__Exercise__: Your answer is to be every line of the material that includes the string "PlatformError".

__Source material__:

========================

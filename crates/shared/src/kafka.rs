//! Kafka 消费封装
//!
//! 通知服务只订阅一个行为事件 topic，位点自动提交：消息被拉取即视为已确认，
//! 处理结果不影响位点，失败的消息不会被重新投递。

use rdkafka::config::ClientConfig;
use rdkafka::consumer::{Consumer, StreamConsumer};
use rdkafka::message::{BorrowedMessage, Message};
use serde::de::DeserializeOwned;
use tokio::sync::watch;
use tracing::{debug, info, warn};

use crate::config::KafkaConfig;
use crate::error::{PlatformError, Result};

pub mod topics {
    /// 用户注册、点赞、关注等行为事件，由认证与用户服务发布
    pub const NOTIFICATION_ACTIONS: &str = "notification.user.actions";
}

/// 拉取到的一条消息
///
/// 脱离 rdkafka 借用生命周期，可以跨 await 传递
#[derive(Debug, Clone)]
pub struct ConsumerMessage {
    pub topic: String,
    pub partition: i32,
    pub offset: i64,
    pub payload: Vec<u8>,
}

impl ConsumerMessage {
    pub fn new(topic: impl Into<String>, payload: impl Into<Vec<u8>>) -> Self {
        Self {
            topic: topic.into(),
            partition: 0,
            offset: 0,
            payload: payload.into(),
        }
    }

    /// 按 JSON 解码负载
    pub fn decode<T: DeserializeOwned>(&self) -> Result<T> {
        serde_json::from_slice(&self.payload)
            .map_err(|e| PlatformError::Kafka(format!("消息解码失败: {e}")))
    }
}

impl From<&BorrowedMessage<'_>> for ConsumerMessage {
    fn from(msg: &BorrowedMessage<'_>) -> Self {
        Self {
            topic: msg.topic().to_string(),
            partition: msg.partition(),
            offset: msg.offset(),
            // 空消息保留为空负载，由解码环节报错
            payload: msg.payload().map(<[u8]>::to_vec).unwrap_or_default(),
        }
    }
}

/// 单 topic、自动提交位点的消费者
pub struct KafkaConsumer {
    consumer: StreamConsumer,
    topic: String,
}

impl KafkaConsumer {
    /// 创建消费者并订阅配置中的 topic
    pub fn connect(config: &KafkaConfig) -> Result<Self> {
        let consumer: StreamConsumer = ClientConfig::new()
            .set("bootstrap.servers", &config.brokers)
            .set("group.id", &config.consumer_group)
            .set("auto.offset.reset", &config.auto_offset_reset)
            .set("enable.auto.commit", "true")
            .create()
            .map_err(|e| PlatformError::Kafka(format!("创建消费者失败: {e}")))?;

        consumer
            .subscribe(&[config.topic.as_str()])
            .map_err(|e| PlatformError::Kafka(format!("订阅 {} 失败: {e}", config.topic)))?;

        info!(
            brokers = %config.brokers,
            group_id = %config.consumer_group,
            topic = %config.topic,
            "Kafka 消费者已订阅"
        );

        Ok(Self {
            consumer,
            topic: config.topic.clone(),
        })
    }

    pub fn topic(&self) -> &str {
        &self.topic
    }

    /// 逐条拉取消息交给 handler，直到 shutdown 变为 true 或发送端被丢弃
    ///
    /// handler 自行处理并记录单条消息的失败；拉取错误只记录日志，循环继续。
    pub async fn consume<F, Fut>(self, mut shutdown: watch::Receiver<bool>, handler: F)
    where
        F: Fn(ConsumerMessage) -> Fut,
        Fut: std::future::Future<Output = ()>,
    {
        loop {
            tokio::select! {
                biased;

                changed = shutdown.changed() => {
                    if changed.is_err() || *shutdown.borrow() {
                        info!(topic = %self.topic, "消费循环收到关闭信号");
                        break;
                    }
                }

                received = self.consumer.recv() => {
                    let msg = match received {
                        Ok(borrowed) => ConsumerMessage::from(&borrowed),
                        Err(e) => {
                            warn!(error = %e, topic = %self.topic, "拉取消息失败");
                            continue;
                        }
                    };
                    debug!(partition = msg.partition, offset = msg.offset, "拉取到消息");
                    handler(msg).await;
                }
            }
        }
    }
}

========================

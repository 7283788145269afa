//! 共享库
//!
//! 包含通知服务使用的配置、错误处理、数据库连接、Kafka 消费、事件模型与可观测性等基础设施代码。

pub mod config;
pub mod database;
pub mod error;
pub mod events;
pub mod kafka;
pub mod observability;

========================

__Result of the task__:
use crate::error::{PlatformError, Result};
            .map_err(|e| PlatformError::Kafka(format!("消息解码失败: {e}")))
            .map_err(|e| PlatformError::Kafka(format!("创建消费者失败: {e}")))?;
            .map_err(|e| PlatformError::Kafka(format!("订阅 {} 失败: {e}", config.topic)))?;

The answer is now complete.